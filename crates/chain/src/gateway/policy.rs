//! # Policy Store
//!
//! Creates gatekeeper networks and applies authority-gated policy changes
//! to them: gatekeeper membership, flag catalogue, required mask and
//! default pass lifetime.
//!
//! ## Validation Order
//!
//! 1. Network exists (`NotFound`).
//! 2. Caller is the network authority (`Unauthorized`).
//! 3. Operation-specific checks (`AlreadyExists`, `InvalidFlag`,
//!    `CapacityExceeded`).
//!
//! All checks run inside the same ledger transaction as the write. A
//! rejected call leaves the network and the audit log unchanged.

use std::sync::Arc;

use tracing::{info, warn};

use gatepass_common::gateway::{
    AccountAddressing, FlagMask, GatekeeperNetwork, Identity, NetworkId, PassAddressing, PassError,
};

use super::events::PassEvent;
use crate::state::{LedgerStorage, LedgerTxn};

pub struct PolicyStore<S, A = AccountAddressing> {
    storage: Arc<S>,
    addressing: A,
}

impl<S: LedgerStorage> PolicyStore<S, AccountAddressing> {
    pub fn new(storage: Arc<S>) -> Self {
        Self::with_addressing(storage, AccountAddressing)
    }
}

impl<S: LedgerStorage, A: PassAddressing> PolicyStore<S, A> {
    pub fn with_addressing(storage: Arc<S>, addressing: A) -> Self {
        PolicyStore { storage, addressing }
    }

    pub fn addressing(&self) -> &A {
        &self.addressing
    }

    /// Committed network, if any.
    pub fn network(&self, id: &NetworkId) -> Option<GatekeeperNetwork> {
        self.storage.read_network(id)
    }

    /// Create the network owned by `authority`.
    ///
    /// The identifier is derived from the authority, so each authority
    /// owns at most one network.
    ///
    /// ## Errors
    ///
    /// - `AlreadyExists` if the derived identifier is taken.
    /// - `NameTooLong`, `AlreadyExists` (duplicate flag names) or
    ///   `CapacityExceeded` from the initial definition.
    pub fn create_network<F: AsRef<str>>(
        &self,
        authority: &Identity,
        name: &str,
        initial_flags: &[F],
        pass_expiry_secs: u64,
        now: u64,
    ) -> Result<GatekeeperNetwork, PassError> {
        let id = self.addressing.network_id(authority);
        let network = self.storage.transact(|txn| {
            if txn.read_network(&id).is_some() {
                return Err(PassError::AlreadyExists(format!("network {}", id)));
            }
            let network = GatekeeperNetwork::new(
                id,
                *authority,
                name,
                initial_flags,
                pass_expiry_secs,
                now,
            )?;
            txn.record_event(PassEvent::NetworkCreated {
                network: id,
                authority: *authority,
                name: network.name.clone(),
                timestamp: now,
            });
            for (index, flag) in network.flags.names().iter().enumerate() {
                txn.record_event(PassEvent::FlagDefined {
                    network: id,
                    index: index as u8,
                    name: flag.clone(),
                    timestamp: now,
                });
            }
            txn.write_network(network.clone());
            Ok(network)
        })?;
        info!(network = %id, authority = %authority, name = %network.name, "network created");
        Ok(network)
    }

    /// Authorize `gatekeeper`. Adding a present gatekeeper is a no-op and
    /// records no event. Returns whether the set changed.
    pub fn add_gatekeeper(
        &self,
        caller: &Identity,
        network: &NetworkId,
        gatekeeper: Identity,
        now: u64,
    ) -> Result<bool, PassError> {
        let added = self.update_network(caller, network, |txn, n| {
            let added = n.add_gatekeeper(caller, gatekeeper)?;
            if added {
                txn.record_event(PassEvent::GatekeeperAdded {
                    network: n.id,
                    gatekeeper,
                    timestamp: now,
                });
            }
            Ok(added)
        })?;
        if added {
            info!(network = %network, gatekeeper = %gatekeeper, "gatekeeper added");
        }
        Ok(added)
    }

    /// Unauthorize `gatekeeper`. Removing an absent gatekeeper is a no-op.
    ///
    /// Passes it issued stay stored unchanged but stop evaluating valid.
    pub fn remove_gatekeeper(
        &self,
        caller: &Identity,
        network: &NetworkId,
        gatekeeper: &Identity,
        now: u64,
    ) -> Result<bool, PassError> {
        let removed = self.update_network(caller, network, |txn, n| {
            let removed = n.remove_gatekeeper(caller, gatekeeper)?;
            if removed {
                txn.record_event(PassEvent::GatekeeperRemoved {
                    network: n.id,
                    gatekeeper: *gatekeeper,
                    timestamp: now,
                });
            }
            Ok(removed)
        })?;
        if removed {
            info!(network = %network, gatekeeper = %gatekeeper, "gatekeeper removed");
        }
        Ok(removed)
    }

    /// Append a flag at the next free bit and return its index.
    pub fn define_flag(
        &self,
        caller: &Identity,
        network: &NetworkId,
        name: &str,
        now: u64,
    ) -> Result<u8, PassError> {
        let index = self.update_network(caller, network, |txn, n| {
            let index = n.define_flag(caller, name)?;
            txn.record_event(PassEvent::FlagDefined {
                network: n.id,
                index,
                name: name.to_string(),
                timestamp: now,
            });
            Ok(index)
        })?;
        info!(network = %network, flag = name, index, "flag defined");
        Ok(index)
    }

    pub fn set_required_mask(
        &self,
        caller: &Identity,
        network: &NetworkId,
        mask: FlagMask,
        now: u64,
    ) -> Result<(), PassError> {
        self.update_network(caller, network, |txn, n| {
            n.set_required_mask(caller, mask)?;
            txn.record_event(PassEvent::RequiredMaskSet {
                network: n.id,
                mask,
                timestamp: now,
            });
            Ok(())
        })?;
        info!(network = %network, mask = %mask, "required mask set");
        Ok(())
    }

    /// Change the default lifetime of passes issued from now on. `0`
    /// means new passes never expire. Existing passes keep their expiry.
    pub fn set_pass_expiry(
        &self,
        caller: &Identity,
        network: &NetworkId,
        secs: u64,
        now: u64,
    ) -> Result<(), PassError> {
        self.update_network(caller, network, |txn, n| {
            n.set_pass_expiry(caller, secs)?;
            txn.record_event(PassEvent::PassExpirySet {
                network: n.id,
                secs,
                timestamp: now,
            });
            Ok(())
        })?;
        info!(network = %network, secs, "pass expiry set");
        Ok(())
    }

    /// Load, mutate and write back one network inside a transaction.
    ///
    /// The authority check runs before `mutate` so an unauthorized caller
    /// is reported as `Unauthorized` regardless of the mutation.
    fn update_network<R, F>(
        &self,
        caller: &Identity,
        id: &NetworkId,
        mutate: F,
    ) -> Result<R, PassError>
    where
        F: FnOnce(&mut dyn LedgerTxn, &mut GatekeeperNetwork) -> Result<R, PassError>,
    {
        let result = self.storage.transact(|txn| {
            let mut network = txn
                .read_network(id)
                .ok_or_else(|| PassError::NotFound(format!("network {}", id)))?;
            network.ensure_authority(caller, "change network policy")?;
            let out = mutate(&mut *txn, &mut network)?;
            txn.write_network(network);
            Ok(out)
        });
        if let Err(PassError::Unauthorized { .. }) = &result {
            warn!(network = %id, caller = %caller, "rejected policy change from non-authority");
        }
        result
    }
}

════════════════

What is required
All the material, top to bottom: write it out again precisely.

Written answer
filename crates/chain/src/gateway/policy.rs
//! # Policy Store
//!
//! Creates gatekeeper networks and applies authority-gated policy changes
//! to them: gatekeeper membership, flag catalogue, required mask and
//! default pass lifetime.
//!
//! ## Validation Order
//!
//! 1. Network exists (`NotFound`).
//! 2. Caller is the network authority (`Unauthorized`).
//! 3. Operation-specific checks (`AlreadyExists`, `InvalidFlag`,
//!    `CapacityExceeded`).
//!
//! All checks run inside the same ledger transaction as the write. A
//! rejected call leaves the network and the audit log unchanged.

use std::sync::Arc;

use tracing::{info, warn};

use gatepass_common::gateway::{
    AccountAddressing, FlagMask, GatekeeperNetwork, Identity, NetworkId, PassAddressing, PassError,
};

use super::events::PassEvent;
use crate::state::{LedgerStorage, LedgerTxn};

pub struct PolicyStore<S, A = AccountAddressing> {
    storage: Arc<S>,
    addressing: A,
}

impl<S: LedgerStorage> PolicyStore<S, AccountAddressing> {
    pub fn new(storage: Arc<S>) -> Self {
        Self::with_addressing(storage, AccountAddressing)
    }
}

impl<S: LedgerStorage, A: PassAddressing> PolicyStore<S, A> {
    pub fn with_addressing(storage: Arc<S>, addressing: A) -> Self {
        PolicyStore { storage, addressing }
    }

    pub fn addressing(&self) -> &A {
        &self.addressing
    }

    /// Committed network, if any.
    pub fn network(&self, id: &NetworkId) -> Option<GatekeeperNetwork> {
        self.storage.read_network(id)
    }

    /// Create the network owned by `authority`.
    ///
    /// The identifier is derived from the authority, so each authority
    /// owns at most one network.
    ///
    /// ## Errors
    ///
    /// - `AlreadyExists` if the derived identifier is taken.
    /// - `NameTooLong`, `AlreadyExists` (duplicate flag names) or
    ///   `CapacityExceeded` from the initial definition.
    pub fn create_network<F: AsRef<str>>(
        &self,
        authority: &Identity,
        name: &str,
        initial_flags: &[F],
        pass_expiry_secs: u64,
        now: u64,
    ) -> Result<GatekeeperNetwork, PassError> {
        let id = self.addressing.network_id(authority);
        let network = self.storage.transact(|txn| {
            if txn.read_network(&id).is_some() {
                return Err(PassError::AlreadyExists(format!("network {}", id)));
            }
            let network = GatekeeperNetwork::new(
                id,
                *authority,
                name,
                initial_flags,
                pass_expiry_secs,
                now,
            )?;
            txn.record_event(PassEvent::NetworkCreated {
                network: id,
                authority: *authority,
                name: network.name.clone(),
                timestamp: now,
            });
            for (index, flag) in network.flags.names().iter().enumerate() {
                txn.record_event(PassEvent::FlagDefined {
                    network: id,
                    index: index as u8,
                    name: flag.clone(),
                    timestamp: now,
                });
            }
            txn.write_network(network.clone());
            Ok(network)
        })?;
        info!(network = %id, authority = %authority, name = %network.name, "network created");
        Ok(network)
    }

    /// Authorize `gatekeeper`. Adding a present gatekeeper is a no-op and
    /// records no event. Returns whether the set changed.
    pub fn add_gatekeeper(
        &self,
        caller: &Identity,
        network: &NetworkId,
        gatekeeper: Identity,
        now: u64,
    ) -> Result<bool, PassError> {
        let added = self.update_network(caller, network, |txn, n| {
            let added = n.add_gatekeeper(caller, gatekeeper)?;
            if added {
                txn.record_event(PassEvent::GatekeeperAdded {
                    network: n.id,
                    gatekeeper,
                    timestamp: now,
                });
            }
            Ok(added)
        })?;
        if added {
            info!(network = %network, gatekeeper = %gatekeeper, "gatekeeper added");
        }
        Ok(added)
    }

    /// Unauthorize `gatekeeper`. Removing an absent gatekeeper is a no-op.
    ///
    /// Passes it issued stay stored unchanged but stop evaluating valid.
    pub fn remove_gatekeeper(
        &self,
        caller: &Identity,
        network: &NetworkId,
        gatekeeper: &Identity,
        now: u64,
    ) -> Result<bool, PassError> {
        let removed = self.update_network(caller, network, |txn, n| {
            let removed = n.remove_gatekeeper(caller, gatekeeper)?;
            if removed {
                txn.record_event(PassEvent::GatekeeperRemoved {
                    network: n.id,
                    gatekeeper: *gatekeeper,
                    timestamp: now,
                });
            }
            Ok(removed)
        })?;
        if removed {
            info!(network = %network, gatekeeper = %gatekeeper, "gatekeeper removed");
        }
        Ok(removed)
    }

    /// Append a flag at the next free bit and return its index.
    pub fn define_flag(
        &self,
        caller: &Identity,
        network: &NetworkId,
        name: &str,
        now: u64,
    ) -> Result<u8, PassError> {
        let index = self.update_network(caller, network, |txn, n| {
            let index = n.define_flag(caller, name)?;
            txn.record_event(PassEvent::FlagDefined {
                network: n.id,
                index,
                name: name.to_string(),
                timestamp: now,
            });
            Ok(index)
        })?;
        info!(network = %network, flag = name, index, "flag defined");
        Ok(index)
    }

    pub fn set_required_mask(
        &self,
        caller: &Identity,
        network: &NetworkId,
        mask: FlagMask,
        now: u64,
    ) -> Result<(), PassError> {
        self.update_network(caller, network, |txn, n| {
            n.set_required_mask(caller, mask)?;
            txn.record_event(PassEvent::RequiredMaskSet {
                network: n.id,
                mask,
                timestamp: now,
            });
            Ok(())
        })?;
        info!(network = %network, mask = %mask, "required mask set");
        Ok(())
    }

    /// Change the default lifetime of passes issued from now on. `0`
    /// means new passes never expire. Existing passes keep their expiry.
    pub fn set_pass_expiry(
        &self,
        caller: &Identity,
        network: &NetworkId,
        secs: u64,
        now: u64,
    ) -> Result<(), PassError> {
        self.update_network(caller, network, |txn, n| {
            n.set_pass_expiry(caller, secs)?;
            txn.record_event(PassEvent::PassExpirySet {
                network: n.id,
                secs,
                timestamp: now,
            });
            Ok(())
        })?;
        info!(network = %network, secs, "pass expiry set");
        Ok(())
    }

    /// Load, mutate and write back one network inside a transaction.
    ///
    /// The authority check runs before `mutate` so an unauthorized caller
    /// is reported as `Unauthorized` regardless of the mutation.
    fn update_network<R, F>(
        &self,
        caller: &Identity,
        id: &NetworkId,
        mutate: F,
    ) -> Result<R, PassError>
    where
        F: FnOnce(&mut dyn LedgerTxn, &mut GatekeeperNetwork) -> Result<R, PassError>,
    {
        let result = self.storage.transact(|txn| {
            let mut network = txn
                .read_network(id)
                .ok_or_else(|| PassError::NotFound(format!("network {}", id)))?;
            network.ensure_authority(caller, "change network policy")?;
            let out = mutate(&mut *txn, &mut network)?;
            txn.write_network(network);
            Ok(out)
        });
        if let Err(PassError::Unauthorized { .. }) = &result {
            warn!(network = %id, caller = %caller, "rejected policy change from non-authority");
        }
        result
    }
}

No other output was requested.